### Provided records
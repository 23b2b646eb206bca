//! Echo server with one coroutine per connection.
//!
//! Sockets are non-blocking. A coroutine that would block parks itself on its fd in a
//! [`Readiness`] registry, and the epoll loop on the thread's own stack resumes exactly that
//! coroutine when its fd becomes ready.

#[cfg(target_os = "linux")]
fn main() {
  env_logger::init();
  let mut args = std::env::args();
  let program = args.next().unwrap_or_else(|| "echo_server".into());
  let port = match args.next() {
    None => server::DEFAULT_PORT,
    Some(arg) => match arg.parse::<u16>() {
      Ok(port) if port > 0 => port,
      _ => {
        eprintln!("invalid port: {}", arg);
        eprintln!("usage: {} [port]", program);
        std::process::exit(1);
      }
    },
  };
  if let Err(e) = server::run(port) {
    log::error!("server failed: {}", e);
    std::process::exit(1);
  }
}

#[cfg(not(target_os = "linux"))]
fn main() {
  eprintln!("echo_server needs epoll and only runs on linux");
}

#[cfg(target_os = "linux")]
mod server {
  use cofiber::{Builder, Coroutine, Readiness, State};
  use rustc_hash::FxHashMap;
  use std::cell::RefCell;
  use std::error::Error;
  use std::io::{self, ErrorKind, Read, Write};
  use std::net::{TcpListener, TcpStream};
  use std::os::unix::io::{AsRawFd, RawFd};
  use std::rc::Rc;
  use std::sync::atomic::{AtomicBool, Ordering};

  pub const DEFAULT_PORT: u16 = 8888;
  const STACK_SIZE: usize = 64 * 1024;
  const BUFFER_SIZE: usize = 4096;
  const MAX_EVENTS: usize = 64;
  const POLL_TIMEOUT_MS: i32 = 100;

  static RUNNING: AtomicBool = AtomicBool::new(true);

  extern "C" fn on_signal(_: libc::c_int) {
    RUNNING.store(false, Ordering::SeqCst);
  }

  fn running() -> bool {
    RUNNING.load(Ordering::SeqCst)
  }

  struct Epoll(RawFd);

  impl Epoll {
    fn new() -> io::Result<Epoll> {
      let fd = unsafe { libc::epoll_create1(libc::EPOLL_CLOEXEC) };
      if fd < 0 {
        return Err(io::Error::last_os_error());
      }
      Ok(Epoll(fd))
    }

    fn add(&self, fd: RawFd) -> io::Result<()> {
      let mut ev = libc::epoll_event {
        events: (libc::EPOLLIN | libc::EPOLLOUT | libc::EPOLLRDHUP | libc::EPOLLET) as u32,
        u64: fd as u64,
      };
      if unsafe { libc::epoll_ctl(self.0, libc::EPOLL_CTL_ADD, fd, &mut ev) } < 0 {
        return Err(io::Error::last_os_error());
      }
      Ok(())
    }

    fn delete(&self, fd: RawFd) {
      let ret = unsafe { libc::epoll_ctl(self.0, libc::EPOLL_CTL_DEL, fd, std::ptr::null_mut()) };
      if ret < 0 {
        log::debug!("epoll_ctl DEL {}: {}", fd, io::Error::last_os_error());
      }
    }

    /// Returns the keys of the ready fds. An interrupted wait yields no events.
    fn wait(&self, events: &mut Vec<libc::epoll_event>, timeout: i32) -> io::Result<Vec<RawFd>> {
      events.clear();
      let n = unsafe { libc::epoll_wait(self.0, events.as_mut_ptr(), events.capacity() as i32, timeout) };
      if n < 0 {
        let err = io::Error::last_os_error();
        return if err.kind() == ErrorKind::Interrupted { Ok(vec![]) } else { Err(err) };
      }
      unsafe { events.set_len(n as usize) };
      // epoll_event is packed: copy the key out by value.
      Ok(events.iter().map(|ev| { let key = ev.u64; key as RawFd }).collect())
    }
  }

  impl Drop for Epoll {
    fn drop(&mut self) {
      unsafe { libc::close(self.0) };
    }
  }

  struct Server {
    listener: TcpListener,
    epoll:    Epoll,
    ready:    Readiness<RawFd>,
    clients:  RefCell<FxHashMap<RawFd, Coroutine>>,
  }

  impl Server {
    fn accept_loop(self: Rc<Self>) {
      let listen_fd = self.listener.as_raw_fd();
      log::info!("accepting connections");
      while running() {
        match self.listener.accept() {
          Ok((stream, peer)) => {
            log::info!("accepted {} as fd {}", peer, stream.as_raw_fd());
            if let Err(e) = self.start_client(stream) {
              log::warn!("dropping {}: {}", peer, e);
            }
          }
          Err(e) if e.kind() == ErrorKind::WouldBlock => self.park(listen_fd),
          Err(e) if e.kind() == ErrorKind::Interrupted => {}
          Err(e) => {
            log::error!("accept: {}", e);
            break;
          }
        }
      }
      log::info!("accept loop stopped");
    }

    fn start_client(self: &Rc<Self>, stream: TcpStream) -> Result<(), Box<dyn Error>> {
      stream.set_nonblocking(true)?;
      let fd = stream.as_raw_fd();
      self.epoll.add(fd)?;
      let server = self.clone();
      let co = Builder::new()
        .stack_size(STACK_SIZE)
        .name(format!("client fd {}", fd))
        .spawn(move || server.serve(stream))?;
      // the fd number may be reused before the previous owner was reaped.
      let previous = self.clients.borrow_mut().insert(fd, co);
      if let Some(previous) = previous {
        previous.destroy()?;
      }
      // run it until it first has to wait for data.
      co.resume()?;
      Ok(())
    }

    fn serve(&self, mut stream: TcpStream) {
      let fd = stream.as_raw_fd();
      let mut buffer = [0u8; BUFFER_SIZE];
      while running() {
        match stream.read(&mut buffer) {
          Ok(0) => {
            log::info!("fd {} closed by peer", fd);
            break;
          }
          Ok(n) => {
            log::debug!("fd {}: {} bytes: {}", fd, n, String::from_utf8_lossy(&buffer[..n]));
            if let Err(e) = self.write_all(&mut stream, &buffer[..n]) {
              log::warn!("fd {}: send: {}", fd, e);
              break;
            }
          }
          Err(e) if e.kind() == ErrorKind::WouldBlock => self.park(fd),
          Err(e) if e.kind() == ErrorKind::Interrupted => {}
          Err(e) => {
            log::warn!("fd {}: recv: {}", fd, e);
            break;
          }
        }
      }
      self.epoll.delete(fd);
      log::info!("fd {} done", fd);
    }

    fn write_all(&self, stream: &mut TcpStream, mut data: &[u8]) -> io::Result<()> {
      let fd = stream.as_raw_fd();
      while !data.is_empty() {
        match stream.write(data) {
          Ok(0) => return Err(ErrorKind::WriteZero.into()),
          Ok(n) => data = &data[n..],
          Err(e) if e.kind() == ErrorKind::WouldBlock => {
            self.park(fd);
            if !running() {
              return Err(ErrorKind::Interrupted.into());
            }
          }
          Err(e) if e.kind() == ErrorKind::Interrupted => {}
          Err(e) => return Err(e),
        }
      }
      Ok(())
    }

    fn park(&self, fd: RawFd) {
      if let Err(e) = self.ready.wait(fd) {
        park_failed(fd, e);
      }
    }

    /// Destroys client coroutines that have run to completion.
    fn reap(&self) {
      let finished: Vec<(RawFd, Coroutine)> = self.clients.borrow()
        .iter()
        .filter(|(_, co)| co.state().map_or(true, |s| s == State::Finished))
        .map(|(fd, co)| (*fd, *co))
        .collect();
      for (fd, co) in finished {
        self.clients.borrow_mut().remove(&fd);
        if let Err(e) = co.destroy() {
          log::warn!("destroying {:?}: {}", co, e);
        }
      }
    }
  }

  // parking only fails off a coroutine or on a busy key.
  fn park_failed(fd: RawFd, e: cofiber::Error) -> ! {
    log::error!("cannot park on fd {}: {}", fd, e);
    std::process::abort()
  }

  pub fn run(port: u16) -> Result<(), Box<dyn Error>> {
    unsafe {
      libc::signal(libc::SIGINT, on_signal as extern "C" fn(libc::c_int) as libc::sighandler_t);
      libc::signal(libc::SIGTERM, on_signal as extern "C" fn(libc::c_int) as libc::sighandler_t);
    }

    let listener = TcpListener::bind(("0.0.0.0", port))?;
    listener.set_nonblocking(true)?;
    let epoll = Epoll::new()?;
    let listen_fd = listener.as_raw_fd();
    epoll.add(listen_fd)?;
    let server = Rc::new(Server {
      listener,
      epoll,
      ready: Readiness::new(),
      clients: RefCell::new(FxHashMap::default()),
    });
    log::info!("listening on port {}, ctrl-c to stop", port);

    let acceptor = server.clone();
    let accept_co = Builder::new()
      .stack_size(STACK_SIZE)
      .name("accept")
      .spawn(move || acceptor.accept_loop())?;
    accept_co.resume()?;

    let mut events = Vec::with_capacity(MAX_EVENTS);
    while running() {
      let ready = match server.epoll.wait(&mut events, POLL_TIMEOUT_MS) {
        Ok(ready) => ready,
        Err(e) => {
          log::error!("epoll_wait: {}", e);
          break;
        }
      };
      for fd in ready {
        server.ready.notify(fd)?;
      }
      server.reap();
      if accept_co.state()? == State::Finished {
        break;
      }
    }

    log::info!("shutting down");
    RUNNING.store(false, Ordering::SeqCst);
    // everyone parked wakes up once, sees the flag and unwinds normally.
    server.ready.notify(listen_fd)?;
    let parked: Vec<RawFd> = server.clients.borrow().keys().copied().collect();
    for fd in parked {
      server.ready.notify(fd)?;
    }
    server.reap();
    accept_co.destroy()?;
    log::info!("server stopped");
    Ok(())
  }
}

### Required action
Some lines above may hold the word "RefCell"; say how many do, giving nothing besides the number.

### Response to the task
3